Using Method (E) Windows Install disk, and selecting "Repair your computer," I get the usual four options on the first page
  • Using Troubleshoot, I get six options: Startup Repair, Command Prompt, Uninstall Updates, UEFI Firmware Settings, System Restore (restore point), System Image Recovery
    • Startup Repair: "Attempting repairs" (for a while) > [Did I miss a screen here?] restarts.... "Fixing (C:)," etc. > BSOD > restarts and goes through some Windows update routine (unclear what!) > login screen (no power options in lower right), I sign in > BSOD before desktop
    • Command Prompt: everything is the same as under Method (D)
    • Uninstall Updates: there are two options, Uninstall Feature Update & Uninstall Quality Update
      • Uninstall Feature Update: "there was a problem, etc."
      • Uninstall Quality Update: Amazingly, it actually lets me do this, with result, "Uninstall complete."
        • Will this effectively turn off driver verifier?
        • Reboot > long wait > "Getting Windows ready. Don't turn off your computer."
        • Windows login window, I log in > looong wait > black screen > desktop > DRIVER_VERIFIER BSOD!!
    • System Restore: everything is the same as under Method (D)
What I'd like to accomplish, in descending order of preference:
  1. Get into Safe Mode (or any other mode!) that will allow me to disable verifier and boot to my current Windows installation
  2. Get WinRE to recognize my external USB HD and restore the 1-yr-old system image on there
  3. Clean reinstall of Windows (I think I can handle this myself, if it comes to that!)
If you could help me with 1. or 2., I would be very grateful!
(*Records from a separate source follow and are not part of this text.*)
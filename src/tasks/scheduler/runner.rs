use std::path::{Path, PathBuf};
use std::time::Duration;

use super::state::BotState;
use crate::{
    errors::{AppError, AppResult},
    models::{config::Config, seen::SeenSet, subscription::Subscription},
    tasks::{
        chatwork_sender::report::compose_report,
        feed_monitor::{
            diff::{diff, FeedDiff},
            fetcher::FeedFetcher,
        },
    },
};

/// Outcome of one pass over every subscription.
#[derive(Debug, Default, Clone, Copy, PartialEq, Eq)]
pub struct CycleReport {
    pub processed: usize,
    pub failed: usize,
    pub messages_sent: usize,
}

pub struct Scheduler {
    config_path: PathBuf,
    fetcher: FeedFetcher,
    state: BotState,
}

impl Scheduler {
    /// Performs the first config load. There is nothing to fall back on
    /// yet, so any failure is fatal.
    pub fn new(config_path: impl Into<PathBuf>) -> AppResult<Self> {
        let config_path = config_path.into();
        let config = Config::load(&config_path).map_err(AppError::fatal)?;
        log::info!(
            "Configuration has been updated. {} subscriptions, interval {}s",
            config.subscriptions.len(),
            config.interval_secs
        );

        Ok(Self {
            config_path,
            fetcher: FeedFetcher::new(),
            state: BotState::new(config),
        })
    }

    pub fn config_path(&self) -> &Path {
        &self.config_path
    }

    pub fn state(&self) -> &BotState {
        &self.state
    }

    pub fn interval(&self) -> Duration {
        Duration::from_secs(self.state.config.interval_secs)
    }

    /// Re-reads the config file. Installs a new config and client only when
    /// the file content changed; returns whether it did. On error the active
    /// state is left as it was.
    pub fn reload_config(&mut self) -> AppResult<bool> {
        let candidate = Config::load(&self.config_path)?;
        match self.state.updated_with(candidate) {
            Some(next) => {
                self.state = next;
                log::info!(
                    "Configuration has been updated. {} subscriptions, interval {}s",
                    self.state.config.subscriptions.len(),
                    self.state.config.interval_secs
                );
                Ok(true)
            }
            None => Ok(false),
        }
    }

    /// Runs every subscription once, in order. A failing subscription is
    /// logged and does not stop the ones after it.
    pub async fn run_cycle(&self) -> CycleReport {
        let mut report = CycleReport::default();
        for sub in &self.state.config.subscriptions {
            report.processed += 1;
            match self.process_subscription(sub).await {
                Ok(sent) => report.messages_sent += sent,
                Err(e) => {
                    report.failed += 1;
                    log::error!("Error processing feed {}: {e:?}", sub.feed_url);
                }
            }
        }
        report
    }

    /// Fetch, diff, notify, persist. Returns the number of messages sent.
    ///
    /// The ledger is only written after every room was notified, so a
    /// delivery failure leaves the entries to be reported next cycle, to
    /// every room including those already notified.
    pub async fn process_subscription(&self, sub: &Subscription) -> AppResult<usize> {
        let entries = self.fetcher.fetch(&sub.feed_url).await?;
        let seen = SeenSet::load(&sub.ledger_path)?;
        let FeedDiff {
            new_entries,
            updated_seen,
        } = diff(entries, &seen);

        let mut sent = 0;
        if let Some(message) = compose_report(&sub.title, &new_entries)? {
            log::info!(
                "Found {} new entries in {}, notifying {} rooms",
                new_entries.len(),
                sub.feed_url,
                sub.rooms.len()
            );
            log::debug!("Message body:\n{message}");
            for room in &sub.rooms {
                let message_id = match self.state.client.send_message(room, &message).await {
                    Ok(id) => id,
                    Err(e) => {
                        if sent > 0 {
                            log::warn!(
                                "Delivery to room {room} failed after {sent} rooms of {} were notified; \
                                 ledger not saved, those rooms get the batch again next cycle",
                                sub.feed_url
                            );
                        }
                        return Err(e);
                    }
                };
                log::info!("Message {message_id} sent to room {room}");
                sent += 1;
            }
        } else {
            log::debug!("No new entries in {}", sub.feed_url);
        }

        updated_seen.save(&sub.ledger_path)?;
        Ok(sent)
    }
}

/// Runs forever: cycle, sleep, reload. Only returns if the first config
/// load fails.
pub async fn start(config_path: PathBuf) -> AppResult<()> {
    let mut scheduler = Scheduler::new(config_path)?;
    loop {
        let report = scheduler.run_cycle().await;
        log::info!(
            "Cycle finished: {} subscriptions, {} failed, {} messages sent",
            report.processed,
            report.failed,
            report.messages_sent
        );

        tokio::time::sleep(scheduler.interval()).await;

        if let Err(e) = scheduler.reload_config() {
            log::error!(
                "Error reloading {}, keeping previous configuration: {e:?}",
                scheduler.config_path().display()
            );
        }
    }
}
Sorry for the long post, but I figured I'd include everything I've tried, to save time.


Update: I was finally able to get access to my backup files using a Paragon Backup and Restore Recovery Media (usb), which allowed me to restore the older system image. Whew!
There is a lesson here about the use of Driver Verifier. It's designed to cause bad drivers to BSOD so that you can diagnose the driver issue in the resulting dump. The problem with Driver Verifier, as demonstrated here, is that if the bad driver fails during boot you'll never be able to recover (without a full image restore).

IMO before running Driver Verifier you need to be 100% certain that the faulty driver is not accessed during booting.